Our client is a global leader in enterprise orchestration, helping over 400,000 businesses worldwide streamline their operations with its AI-powered platform. They are looking for a highly accomplished Security Engineer - AppSec. This is a full-time, permanent, remote position ideally based in Spain, Portugal, or Bulgaria.
Requirements
● Bachelor's degree in Computer Science, Cybersecurity, or a related technical field.
● 4+ years in cybersecurity or software engineering, with at least 2 years focused on application or product security.
● Strong understanding of software development processes and ability to speak the language of engineers.
● Proficiency in one or more programming and scripting languages (e.g., Ruby, Java, Python, JavaScript, Bash).
● Hands-on experience with vulnerability scanners and security testing tools.
● Strong knowledge of threat modeling and security architecture reviews.
● AI/ML security experience, including risk assessment and prevention guidelines.
Advantages
● Master's degree in a relevant field
● Prior experience as an application or product security engineer in a SaaS or cloud-native environment
● Advanced certifications (CISSP, OSCP, GPEN, GCIH, GIAC)
● Experience with DevSecOps and security automation
● Network security and encryption standards expertise
● Incident management and response experience
● AWS Security Specialty certification or equivalent cloud security certification
● Expertise in AWS security services (EKS, IAM, KMS, GuardDuty, CloudTrail)
Key responsibilities include:
● Secure SDLC Integration: Embed with engineering teams to ensure security is part of every phase of the development lifecycle, from design to deployment.
● Threat Modeling & Design Reviews: Conduct early-stage threat modeling and participate in architectural and design reviews to identify and mitigate risks proactively.

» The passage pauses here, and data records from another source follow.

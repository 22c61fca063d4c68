//! Owner entity and lookup trait.
//!
//! Maps to the `owners` table in the database schema.

use async_trait::async_trait;
use serde::{Deserialize, Serialize};

use crate::shared::error::AppError;

/// The veterinarian/user a service record belongs to.
///
/// Maps to the `owners` table:
/// - id: BIGSERIAL PRIMARY KEY
/// - name: TEXT NOT NULL
/// - email: TEXT NULL
#[derive(Debug, Clone, PartialEq, Serialize, Deserialize)]
pub struct Owner {
    pub id: i64,
    pub name: String,
    pub email: Option<String>,
}

/// Read-only owner lookup, used when a service record is created.
#[cfg_attr(test, mockall::automock)]
#[async_trait]
pub trait OwnerRepository: Send + Sync {
    /// Find an owner by id.
    async fn find_by_id(&self, id: i64) -> Result<Option<Owner>, AppError>;
}
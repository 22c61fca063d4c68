//! HTTP Handlers
//!
//! Request handlers for all HTTP endpoints.

pub mod health;
pub mod service;
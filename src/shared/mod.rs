//! Shared Utilities
//!
//! Common utilities used across all layers.

pub mod error;
pub mod validation;
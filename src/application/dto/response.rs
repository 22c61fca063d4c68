//! Response DTOs
//!
//! Data structures for API response bodies.

use serde::{Deserialize, Serialize};

use crate::domain::ServiceRecord;

/// Service record projection.
///
/// Never carries the image bytes; those are served by the image endpoint.
#[derive(Debug, Clone, PartialEq, Serialize, Deserialize)]
pub struct ServiceResponse {
    pub id: i64,
    pub name: String,
    pub description: Option<String>,
    pub price: Option<f64>,
    pub owner_id: i64,
    pub has_image: bool,
}

impl From<&ServiceRecord> for ServiceResponse {
    fn from(record: &ServiceRecord) -> Self {
        Self {
            id: record.id,
            name: record.name.clone(),
            description: record.description.clone(),
            price: record.price,
            owner_id: record.owner_id,
            has_image: record.has_image(),
        }
    }
}

impl From<ServiceRecord> for ServiceResponse {
    fn from(record: ServiceRecord) -> Self {
        let has_image = record.has_image();
        Self {
            id: record.id,
            name: record.name,
            description: record.description,
            price: record.price,
            owner_id: record.owner_id,
            has_image,
        }
    }
}
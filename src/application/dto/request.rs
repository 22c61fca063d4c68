//! Request DTOs
//!
//! Data structures for API request bodies. Service records arrive as
//! multipart forms; the text fields are collected into these structs and
//! validated before reaching the service layer.

use validator::{Validate, ValidationError};

use crate::application::services::CreateServiceDto;
use crate::domain::ServicePatch;

/// Create service form
#[derive(Debug, Clone, Default, Validate)]
pub struct CreateServiceForm {
    #[validate(length(min = 1, max = 100, message = "Name must be 1-100 characters"))]
    pub name: String,

    #[validate(length(max = 500, message = "Description must be at most 500 characters"))]
    pub description: Option<String>,

    #[validate(
        range(min = 0.0, message = "Price must not be negative"),
        custom(function = "finite_price")
    )]
    pub price: Option<f64>,

    pub owner_id: i64,
}

impl CreateServiceForm {
    pub fn into_dto(self, image: Option<Vec<u8>>) -> CreateServiceDto {
        CreateServiceDto {
            name: self.name,
            description: self.description,
            price: self.price,
            owner_id: self.owner_id,
            image,
        }
    }
}

/// Rejects NaN and infinities, which `range` accepts.
fn finite_price(price: f64) -> Result<(), ValidationError> {
    if price.is_finite() {
        Ok(())
    } else {
        let mut error = ValidationError::new("finite");
        error.message = Some("Price must be a finite number".into());
        Err(error)
    }
}

/// Update service form
///
/// An empty name is accepted here: a supplied value always overwrites.
#[derive(Debug, Clone, Default, Validate)]
pub struct UpdateServiceForm {
    #[validate(length(max = 100, message = "Name must be at most 100 characters"))]
    pub name: Option<String>,

    #[validate(length(max = 500, message = "Description must be at most 500 characters"))]
    pub description: Option<String>,

    #[validate(
        range(min = 0.0, message = "Price must not be negative"),
        custom(function = "finite_price")
    )]
    pub price: Option<f64>,
}

impl UpdateServiceForm {
    pub fn into_patch(self, image: Option<Vec<u8>>) -> ServicePatch {
        ServicePatch {
            name: self.name,
            description: self.description,
            price: self.price,
            image,
        }
    }
}
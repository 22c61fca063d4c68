//! Health Check and Metrics API Tests

use axum::http::StatusCode;

use crate::common::{body_bytes, json_body, TestApp};

/// Test basic health check endpoint returns 200 OK
#[tokio::test]
async fn test_health_check_returns_ok() {
    let app = TestApp::new();

    let response = app.get("/health").await;

    assert_eq!(response.status(), StatusCode::OK);
    let json: serde_json::Value = json_body(response).await;
    assert_eq!(json["status"], "healthy");
}

/// Test liveness probe endpoint
#[tokio::test]
async fn test_liveness_probe() {
    let app = TestApp::new();

    let response = app.get("/health/live").await;

    assert_eq!(response.status(), StatusCode::OK);
    let json: serde_json::Value = json_body(response).await;
    assert_eq!(json["status"], "alive");
}

/// In-memory store is always ready
#[tokio::test]
async fn test_readiness_probe_in_memory() {
    let app = TestApp::new();

    let response = app.get("/health/ready").await;

    assert_eq!(response.status(), StatusCode::OK);
    let json: serde_json::Value = json_body(response).await;
    assert_eq!(json["status"], "healthy");
    assert_eq!(json["checks"]["store"]["message"], "in-memory store");
}

/// Service operations show up in the Prometheus output
#[tokio::test]
async fn test_metrics_exposes_service_operations() {
    let app = TestApp::new();
    app.get("/api/v1/services").await;

    let response = app.get("/metrics").await;

    assert_eq!(response.status(), StatusCode::OK);
    let text = String::from_utf8(body_bytes(response).await).unwrap();
    assert!(text.contains("vet_services_service_operations_total"));
    assert!(text.contains("vet_services_http_requests_total"));
}
//! HTTP Layer
//!
//! Routes, handlers, and multipart form parsing.

pub mod handlers;
pub mod multipart;
pub mod routes;
//! Infrastructure Layer
//!
//! Contains implementations for external services including:
//! - Database pool and migrations (PostgreSQL)
//! - Repository implementations (PostgreSQL and in-memory)
//! - Prometheus metrics

pub mod database;
pub mod metrics;
pub mod repositories;
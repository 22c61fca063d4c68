//! Data Transfer Objects
//!
//! DTOs for API request/response serialization.

pub mod request;
pub mod response;

pub use request::{CreateServiceForm, UpdateServiceForm};
pub use response::ServiceResponse;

● Security Enablement: Act as a security champion within product teams by providing training, building security knowledge, and driving adoption of secure coding practices.
● Code & Pipeline Reviews: Perform code reviews with a security lens and provide guidance on CI/CD pipeline security.
● Vulnerability Discovery & Triage: Identify and prioritize vulnerabilities using static/dynamic analysis and manual review, and work with developers on remediation strategies.
● Security Tooling & Automation: Collaborate with the broader ProdSec and DevOps teams to improve tooling and automate security feedback loops.
● Cross-Functional Collaboration: Partner with Product, SecOps, and Platform teams to align security with product goals and agile workflows.
● Security Advocacy: Help scale security awareness through documentation, workshops, and informal coaching embedded in daily engineering practice.
● Security Automation: Design and implement automated security tools and processes to improve detection, response, and compliance efficiency. This role offers the opportunity to secure mission-critical systems deployed globally while working with cutting-edge AI and cloud technologies. If you're looking to make a significant impact on enterprise security, this could be perfect for you.